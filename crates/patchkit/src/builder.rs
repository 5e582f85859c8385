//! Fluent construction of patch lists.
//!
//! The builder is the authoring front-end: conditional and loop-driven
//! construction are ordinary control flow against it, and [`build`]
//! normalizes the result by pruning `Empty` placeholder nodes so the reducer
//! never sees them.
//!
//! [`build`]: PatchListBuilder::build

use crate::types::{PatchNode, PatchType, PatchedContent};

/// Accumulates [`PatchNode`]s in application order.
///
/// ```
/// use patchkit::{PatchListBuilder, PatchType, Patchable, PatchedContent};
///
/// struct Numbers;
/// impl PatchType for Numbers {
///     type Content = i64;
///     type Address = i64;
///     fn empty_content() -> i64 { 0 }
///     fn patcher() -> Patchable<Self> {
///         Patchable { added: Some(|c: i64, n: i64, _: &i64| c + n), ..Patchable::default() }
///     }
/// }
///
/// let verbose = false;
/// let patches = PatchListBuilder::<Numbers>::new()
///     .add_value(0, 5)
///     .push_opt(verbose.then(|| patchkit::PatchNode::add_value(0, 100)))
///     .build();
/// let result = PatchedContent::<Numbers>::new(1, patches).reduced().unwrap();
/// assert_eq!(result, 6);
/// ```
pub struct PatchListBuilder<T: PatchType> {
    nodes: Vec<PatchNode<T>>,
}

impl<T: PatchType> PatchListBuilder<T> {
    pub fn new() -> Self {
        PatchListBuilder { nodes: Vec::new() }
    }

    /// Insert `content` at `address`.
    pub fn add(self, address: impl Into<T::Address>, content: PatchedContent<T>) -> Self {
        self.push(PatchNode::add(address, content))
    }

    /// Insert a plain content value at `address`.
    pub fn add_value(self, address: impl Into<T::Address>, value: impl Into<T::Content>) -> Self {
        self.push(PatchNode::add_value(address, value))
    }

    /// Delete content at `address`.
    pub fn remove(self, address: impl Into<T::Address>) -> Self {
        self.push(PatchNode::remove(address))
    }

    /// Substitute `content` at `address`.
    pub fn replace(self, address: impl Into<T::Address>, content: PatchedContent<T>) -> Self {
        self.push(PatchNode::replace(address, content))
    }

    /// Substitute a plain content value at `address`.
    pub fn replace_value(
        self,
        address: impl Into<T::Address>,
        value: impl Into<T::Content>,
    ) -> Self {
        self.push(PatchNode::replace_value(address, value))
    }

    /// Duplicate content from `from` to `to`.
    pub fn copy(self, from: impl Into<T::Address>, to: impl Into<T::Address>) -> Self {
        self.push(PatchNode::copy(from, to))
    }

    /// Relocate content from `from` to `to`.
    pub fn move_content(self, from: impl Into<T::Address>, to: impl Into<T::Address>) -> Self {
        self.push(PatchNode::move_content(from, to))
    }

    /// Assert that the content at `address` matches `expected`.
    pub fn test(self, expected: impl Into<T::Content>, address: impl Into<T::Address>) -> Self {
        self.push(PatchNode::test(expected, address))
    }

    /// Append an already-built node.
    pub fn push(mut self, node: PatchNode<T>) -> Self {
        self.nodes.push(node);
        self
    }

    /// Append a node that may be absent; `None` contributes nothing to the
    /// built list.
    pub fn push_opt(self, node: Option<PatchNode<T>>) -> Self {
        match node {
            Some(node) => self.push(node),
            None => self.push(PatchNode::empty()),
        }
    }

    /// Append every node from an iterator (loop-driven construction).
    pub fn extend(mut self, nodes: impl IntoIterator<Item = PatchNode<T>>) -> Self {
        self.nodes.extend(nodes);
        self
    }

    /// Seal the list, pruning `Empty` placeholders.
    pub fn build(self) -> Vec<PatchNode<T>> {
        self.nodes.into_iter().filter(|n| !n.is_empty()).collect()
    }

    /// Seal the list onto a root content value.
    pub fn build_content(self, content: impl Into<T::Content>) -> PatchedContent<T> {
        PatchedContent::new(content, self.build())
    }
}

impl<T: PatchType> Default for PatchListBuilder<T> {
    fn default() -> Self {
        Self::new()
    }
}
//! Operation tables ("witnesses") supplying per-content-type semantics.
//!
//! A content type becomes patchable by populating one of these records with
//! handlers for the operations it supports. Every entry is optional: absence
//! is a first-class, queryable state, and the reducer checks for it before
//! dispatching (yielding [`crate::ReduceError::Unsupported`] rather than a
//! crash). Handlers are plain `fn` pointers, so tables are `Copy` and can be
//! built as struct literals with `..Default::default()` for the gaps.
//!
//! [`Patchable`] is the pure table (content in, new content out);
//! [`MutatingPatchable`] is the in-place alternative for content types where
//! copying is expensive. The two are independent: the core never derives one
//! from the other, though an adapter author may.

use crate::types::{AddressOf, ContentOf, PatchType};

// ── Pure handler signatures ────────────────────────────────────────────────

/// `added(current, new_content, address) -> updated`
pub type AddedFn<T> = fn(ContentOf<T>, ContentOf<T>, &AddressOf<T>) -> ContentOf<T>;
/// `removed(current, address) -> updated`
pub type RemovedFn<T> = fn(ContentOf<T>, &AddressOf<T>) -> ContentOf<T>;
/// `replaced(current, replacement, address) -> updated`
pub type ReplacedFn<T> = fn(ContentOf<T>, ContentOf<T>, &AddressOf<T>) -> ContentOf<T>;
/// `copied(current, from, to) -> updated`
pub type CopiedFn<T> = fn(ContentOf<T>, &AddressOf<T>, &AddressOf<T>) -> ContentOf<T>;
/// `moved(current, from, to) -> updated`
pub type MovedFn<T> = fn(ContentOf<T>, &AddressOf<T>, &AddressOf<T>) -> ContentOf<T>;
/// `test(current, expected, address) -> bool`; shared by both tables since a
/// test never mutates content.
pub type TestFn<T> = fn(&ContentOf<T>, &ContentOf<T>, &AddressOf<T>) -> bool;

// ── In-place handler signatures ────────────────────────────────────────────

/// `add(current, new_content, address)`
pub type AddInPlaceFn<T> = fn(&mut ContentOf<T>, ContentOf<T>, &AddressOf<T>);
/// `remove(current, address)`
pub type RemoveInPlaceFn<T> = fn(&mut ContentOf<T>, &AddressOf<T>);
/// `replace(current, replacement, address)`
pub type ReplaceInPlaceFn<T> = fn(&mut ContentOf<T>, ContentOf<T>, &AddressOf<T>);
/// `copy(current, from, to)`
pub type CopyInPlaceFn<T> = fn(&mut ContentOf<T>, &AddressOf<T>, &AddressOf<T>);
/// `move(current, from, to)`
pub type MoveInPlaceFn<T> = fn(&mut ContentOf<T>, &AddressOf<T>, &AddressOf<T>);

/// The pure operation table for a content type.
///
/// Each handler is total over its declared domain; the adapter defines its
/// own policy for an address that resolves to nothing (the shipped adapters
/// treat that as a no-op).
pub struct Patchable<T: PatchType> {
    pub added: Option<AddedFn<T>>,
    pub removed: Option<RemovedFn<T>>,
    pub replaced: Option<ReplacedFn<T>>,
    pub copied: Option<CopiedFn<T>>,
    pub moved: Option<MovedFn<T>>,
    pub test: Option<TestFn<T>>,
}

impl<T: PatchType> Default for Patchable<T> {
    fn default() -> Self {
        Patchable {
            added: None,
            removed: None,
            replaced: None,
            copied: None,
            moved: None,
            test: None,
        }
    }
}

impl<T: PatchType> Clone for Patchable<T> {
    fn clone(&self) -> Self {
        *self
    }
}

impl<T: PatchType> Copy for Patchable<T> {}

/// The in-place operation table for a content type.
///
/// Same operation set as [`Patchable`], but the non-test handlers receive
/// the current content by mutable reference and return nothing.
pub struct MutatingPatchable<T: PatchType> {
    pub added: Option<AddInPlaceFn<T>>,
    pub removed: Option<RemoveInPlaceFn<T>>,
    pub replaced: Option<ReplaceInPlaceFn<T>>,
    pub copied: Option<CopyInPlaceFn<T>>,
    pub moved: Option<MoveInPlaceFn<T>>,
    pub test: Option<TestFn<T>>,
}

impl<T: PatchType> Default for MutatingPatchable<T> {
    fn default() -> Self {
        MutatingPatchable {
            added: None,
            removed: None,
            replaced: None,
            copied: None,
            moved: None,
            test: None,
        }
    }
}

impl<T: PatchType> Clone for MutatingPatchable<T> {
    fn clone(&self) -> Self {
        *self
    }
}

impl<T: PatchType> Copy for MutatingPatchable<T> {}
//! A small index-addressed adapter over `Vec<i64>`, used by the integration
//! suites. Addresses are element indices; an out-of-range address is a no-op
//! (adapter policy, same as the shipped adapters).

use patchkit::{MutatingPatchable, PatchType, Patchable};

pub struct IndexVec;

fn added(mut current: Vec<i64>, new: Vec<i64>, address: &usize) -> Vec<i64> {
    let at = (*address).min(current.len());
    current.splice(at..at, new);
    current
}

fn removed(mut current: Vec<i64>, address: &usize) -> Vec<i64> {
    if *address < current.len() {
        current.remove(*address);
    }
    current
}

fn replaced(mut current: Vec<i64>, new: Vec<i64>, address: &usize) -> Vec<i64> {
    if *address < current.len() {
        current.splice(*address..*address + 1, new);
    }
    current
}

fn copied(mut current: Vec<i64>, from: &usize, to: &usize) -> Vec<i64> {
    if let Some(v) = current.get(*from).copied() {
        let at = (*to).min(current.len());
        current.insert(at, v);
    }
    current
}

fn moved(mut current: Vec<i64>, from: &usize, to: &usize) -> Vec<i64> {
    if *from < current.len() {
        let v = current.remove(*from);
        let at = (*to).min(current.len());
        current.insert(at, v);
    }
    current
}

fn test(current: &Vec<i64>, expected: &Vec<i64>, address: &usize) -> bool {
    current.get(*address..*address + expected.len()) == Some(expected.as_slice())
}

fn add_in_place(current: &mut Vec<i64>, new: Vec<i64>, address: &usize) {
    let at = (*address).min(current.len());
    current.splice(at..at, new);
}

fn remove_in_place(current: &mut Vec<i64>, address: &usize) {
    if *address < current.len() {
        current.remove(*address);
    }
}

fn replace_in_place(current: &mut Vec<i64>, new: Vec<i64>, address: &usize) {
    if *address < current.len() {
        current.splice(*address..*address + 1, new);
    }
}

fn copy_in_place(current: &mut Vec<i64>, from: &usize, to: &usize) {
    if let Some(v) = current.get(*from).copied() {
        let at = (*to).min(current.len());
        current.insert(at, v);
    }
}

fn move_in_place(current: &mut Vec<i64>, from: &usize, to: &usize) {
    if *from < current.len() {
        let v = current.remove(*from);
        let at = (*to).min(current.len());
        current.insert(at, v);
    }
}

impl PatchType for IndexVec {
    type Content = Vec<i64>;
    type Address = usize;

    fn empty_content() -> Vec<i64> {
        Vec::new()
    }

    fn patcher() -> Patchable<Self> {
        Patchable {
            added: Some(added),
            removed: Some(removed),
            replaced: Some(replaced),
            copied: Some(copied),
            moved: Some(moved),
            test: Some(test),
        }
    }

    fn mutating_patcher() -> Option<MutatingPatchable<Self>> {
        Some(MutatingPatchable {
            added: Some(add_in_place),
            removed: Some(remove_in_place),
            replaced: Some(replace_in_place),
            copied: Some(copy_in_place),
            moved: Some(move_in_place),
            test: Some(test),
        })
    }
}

__Directions for this task__
Only the lines from the first line of the records through the one containing "impl<T: PatchType> PatchListBuilder<T>" should be reproduced, exactly, with both of them included.

__Response to this task__
filename crates/patchkit/src/builder.rs
repository 5e582f85859c8385
//! Fluent construction of patch lists.
//!
//! The builder is the authoring front-end: conditional and loop-driven
//! construction are ordinary control flow against it, and [`build`]
//! normalizes the result by pruning `Empty` placeholder nodes so the reducer
//! never sees them.
//!
//! [`build`]: PatchListBuilder::build

use crate::types::{PatchNode, PatchType, PatchedContent};

/// Accumulates [`PatchNode`]s in application order.
///
/// ```
/// use patchkit::{PatchListBuilder, PatchType, Patchable, PatchedContent};
///
/// struct Numbers;
/// impl PatchType for Numbers {
///     type Content = i64;
///     type Address = i64;
///     fn empty_content() -> i64 { 0 }
///     fn patcher() -> Patchable<Self> {
///         Patchable { added: Some(|c: i64, n: i64, _: &i64| c + n), ..Patchable::default() }
///     }
/// }
///
/// let verbose = false;
/// let patches = PatchListBuilder::<Numbers>::new()
///     .add_value(0, 5)
///     .push_opt(verbose.then(|| patchkit::PatchNode::add_value(0, 100)))
///     .build();
/// let result = PatchedContent::<Numbers>::new(1, patches).reduced().unwrap();
/// assert_eq!(result, 6);
/// ```
pub struct PatchListBuilder<T: PatchType> {
    nodes: Vec<PatchNode<T>>,
}

impl<T: PatchType> PatchListBuilder<T> {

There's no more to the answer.